In the entries below, find the lines with the word "format" and copy them.

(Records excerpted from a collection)

=== Begin Enclosure ===

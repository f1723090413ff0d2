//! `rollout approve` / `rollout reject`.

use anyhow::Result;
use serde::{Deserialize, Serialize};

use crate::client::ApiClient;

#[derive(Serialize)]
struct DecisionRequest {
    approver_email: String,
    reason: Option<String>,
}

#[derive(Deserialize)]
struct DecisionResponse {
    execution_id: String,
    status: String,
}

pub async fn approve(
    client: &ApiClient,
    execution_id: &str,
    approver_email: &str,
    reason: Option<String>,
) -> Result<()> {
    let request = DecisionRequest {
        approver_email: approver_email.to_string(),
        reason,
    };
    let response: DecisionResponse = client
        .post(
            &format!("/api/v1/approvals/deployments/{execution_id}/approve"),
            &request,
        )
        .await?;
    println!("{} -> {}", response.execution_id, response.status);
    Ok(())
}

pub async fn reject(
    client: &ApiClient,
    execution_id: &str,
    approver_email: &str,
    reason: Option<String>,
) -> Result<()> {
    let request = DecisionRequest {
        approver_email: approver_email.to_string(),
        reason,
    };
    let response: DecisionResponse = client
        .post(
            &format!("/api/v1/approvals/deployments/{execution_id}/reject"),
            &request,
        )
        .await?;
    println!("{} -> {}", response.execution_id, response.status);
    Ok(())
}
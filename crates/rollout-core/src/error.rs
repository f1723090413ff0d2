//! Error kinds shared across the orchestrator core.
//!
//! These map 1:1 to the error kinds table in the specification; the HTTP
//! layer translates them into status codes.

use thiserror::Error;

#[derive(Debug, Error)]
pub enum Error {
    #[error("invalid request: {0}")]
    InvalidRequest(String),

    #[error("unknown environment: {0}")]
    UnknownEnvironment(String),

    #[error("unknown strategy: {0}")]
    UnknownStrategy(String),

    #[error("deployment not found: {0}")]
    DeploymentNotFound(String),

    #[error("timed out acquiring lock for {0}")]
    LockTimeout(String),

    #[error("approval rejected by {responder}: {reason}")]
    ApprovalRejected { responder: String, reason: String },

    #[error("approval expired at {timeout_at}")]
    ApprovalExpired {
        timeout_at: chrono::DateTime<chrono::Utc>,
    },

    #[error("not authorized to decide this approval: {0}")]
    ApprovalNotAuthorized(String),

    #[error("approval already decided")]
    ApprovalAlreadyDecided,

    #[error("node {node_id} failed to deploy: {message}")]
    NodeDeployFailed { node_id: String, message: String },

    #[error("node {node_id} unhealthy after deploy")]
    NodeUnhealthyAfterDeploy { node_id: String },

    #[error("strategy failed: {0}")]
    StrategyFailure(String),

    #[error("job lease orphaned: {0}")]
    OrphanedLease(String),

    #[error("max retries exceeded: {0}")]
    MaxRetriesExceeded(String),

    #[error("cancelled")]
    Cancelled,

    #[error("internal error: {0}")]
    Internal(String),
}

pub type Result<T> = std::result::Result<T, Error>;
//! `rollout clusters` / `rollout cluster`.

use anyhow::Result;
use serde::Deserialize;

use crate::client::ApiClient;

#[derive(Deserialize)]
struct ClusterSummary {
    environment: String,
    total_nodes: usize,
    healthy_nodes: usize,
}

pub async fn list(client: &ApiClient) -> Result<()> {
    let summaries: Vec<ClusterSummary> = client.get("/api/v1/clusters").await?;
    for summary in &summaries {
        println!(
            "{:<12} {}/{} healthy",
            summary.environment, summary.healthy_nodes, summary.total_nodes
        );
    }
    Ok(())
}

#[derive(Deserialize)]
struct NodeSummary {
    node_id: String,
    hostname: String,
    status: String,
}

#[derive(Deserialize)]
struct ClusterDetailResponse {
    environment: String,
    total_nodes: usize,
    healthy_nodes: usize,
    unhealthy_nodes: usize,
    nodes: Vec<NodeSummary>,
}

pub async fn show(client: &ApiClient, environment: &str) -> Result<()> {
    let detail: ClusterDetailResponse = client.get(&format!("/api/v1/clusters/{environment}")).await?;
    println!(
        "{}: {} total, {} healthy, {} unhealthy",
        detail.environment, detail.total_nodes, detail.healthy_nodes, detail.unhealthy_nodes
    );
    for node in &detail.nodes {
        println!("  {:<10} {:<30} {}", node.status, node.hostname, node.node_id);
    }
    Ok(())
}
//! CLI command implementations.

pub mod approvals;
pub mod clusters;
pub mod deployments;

=== End Enclosure ===
=== Begin Enclosure ===

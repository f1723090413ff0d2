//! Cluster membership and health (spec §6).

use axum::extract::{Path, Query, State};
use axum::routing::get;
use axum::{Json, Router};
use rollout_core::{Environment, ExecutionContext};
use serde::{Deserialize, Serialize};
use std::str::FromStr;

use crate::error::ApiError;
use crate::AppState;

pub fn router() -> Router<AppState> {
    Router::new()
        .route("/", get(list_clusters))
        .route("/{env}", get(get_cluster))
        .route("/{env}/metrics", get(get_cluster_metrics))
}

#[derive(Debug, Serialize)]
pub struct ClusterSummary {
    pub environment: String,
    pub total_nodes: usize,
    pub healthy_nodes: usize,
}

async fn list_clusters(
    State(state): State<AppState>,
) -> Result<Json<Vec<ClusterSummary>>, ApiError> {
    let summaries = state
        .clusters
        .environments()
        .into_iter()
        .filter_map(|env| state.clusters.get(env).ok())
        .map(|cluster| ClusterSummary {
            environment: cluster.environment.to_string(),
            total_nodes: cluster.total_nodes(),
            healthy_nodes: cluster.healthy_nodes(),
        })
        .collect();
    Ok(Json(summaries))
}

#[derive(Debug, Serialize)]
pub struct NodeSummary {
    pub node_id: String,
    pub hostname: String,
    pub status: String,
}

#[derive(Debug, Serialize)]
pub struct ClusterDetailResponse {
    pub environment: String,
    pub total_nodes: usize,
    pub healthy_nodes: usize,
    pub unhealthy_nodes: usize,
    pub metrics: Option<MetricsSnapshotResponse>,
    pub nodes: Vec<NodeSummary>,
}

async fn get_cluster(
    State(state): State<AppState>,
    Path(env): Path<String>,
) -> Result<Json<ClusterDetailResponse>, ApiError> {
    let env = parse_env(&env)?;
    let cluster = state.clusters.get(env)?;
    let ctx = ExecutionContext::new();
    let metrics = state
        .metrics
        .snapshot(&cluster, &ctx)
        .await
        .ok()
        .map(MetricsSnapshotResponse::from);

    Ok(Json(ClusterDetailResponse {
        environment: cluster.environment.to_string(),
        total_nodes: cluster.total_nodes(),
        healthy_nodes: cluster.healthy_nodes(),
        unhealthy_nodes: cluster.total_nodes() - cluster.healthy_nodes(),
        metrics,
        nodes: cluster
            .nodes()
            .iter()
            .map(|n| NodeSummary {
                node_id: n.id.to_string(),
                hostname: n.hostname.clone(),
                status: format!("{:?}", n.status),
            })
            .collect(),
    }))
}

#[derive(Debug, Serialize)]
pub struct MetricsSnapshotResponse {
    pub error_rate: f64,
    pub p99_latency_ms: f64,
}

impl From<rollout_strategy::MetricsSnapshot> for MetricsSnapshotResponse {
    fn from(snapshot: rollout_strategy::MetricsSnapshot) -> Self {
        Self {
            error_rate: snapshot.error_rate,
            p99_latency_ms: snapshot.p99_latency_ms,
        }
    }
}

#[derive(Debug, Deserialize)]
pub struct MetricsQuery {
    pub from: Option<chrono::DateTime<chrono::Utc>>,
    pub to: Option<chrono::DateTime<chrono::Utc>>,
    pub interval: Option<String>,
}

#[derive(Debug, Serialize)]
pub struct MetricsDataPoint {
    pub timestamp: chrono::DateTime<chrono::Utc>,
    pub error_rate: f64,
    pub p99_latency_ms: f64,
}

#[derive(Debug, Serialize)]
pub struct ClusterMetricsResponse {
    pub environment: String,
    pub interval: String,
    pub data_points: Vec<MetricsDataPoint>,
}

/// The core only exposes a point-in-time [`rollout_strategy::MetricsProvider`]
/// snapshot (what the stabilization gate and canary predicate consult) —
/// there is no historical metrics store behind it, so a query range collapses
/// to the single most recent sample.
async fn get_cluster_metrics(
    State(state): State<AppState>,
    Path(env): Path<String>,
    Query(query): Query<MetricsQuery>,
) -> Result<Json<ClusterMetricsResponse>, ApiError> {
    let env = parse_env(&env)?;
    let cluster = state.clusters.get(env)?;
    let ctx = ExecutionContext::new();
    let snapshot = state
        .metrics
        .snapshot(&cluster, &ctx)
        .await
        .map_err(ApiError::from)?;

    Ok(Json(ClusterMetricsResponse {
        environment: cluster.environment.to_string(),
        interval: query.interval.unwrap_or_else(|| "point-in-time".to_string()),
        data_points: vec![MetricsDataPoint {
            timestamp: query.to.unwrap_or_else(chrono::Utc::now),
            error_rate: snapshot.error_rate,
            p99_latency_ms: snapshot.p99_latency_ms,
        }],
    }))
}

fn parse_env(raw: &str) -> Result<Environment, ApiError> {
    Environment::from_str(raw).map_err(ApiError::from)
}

=== End Enclosure ===

Result of this task:
            &format!("/api/v1/approvals/deployments/{execution_id}/approve"),
            &format!("/api/v1/approvals/deployments/{execution_id}/reject"),
    let detail: ClusterDetailResponse = client.get(&format!("/api/v1/clusters/{environment}")).await?;
                status: format!("{:?}", n.status),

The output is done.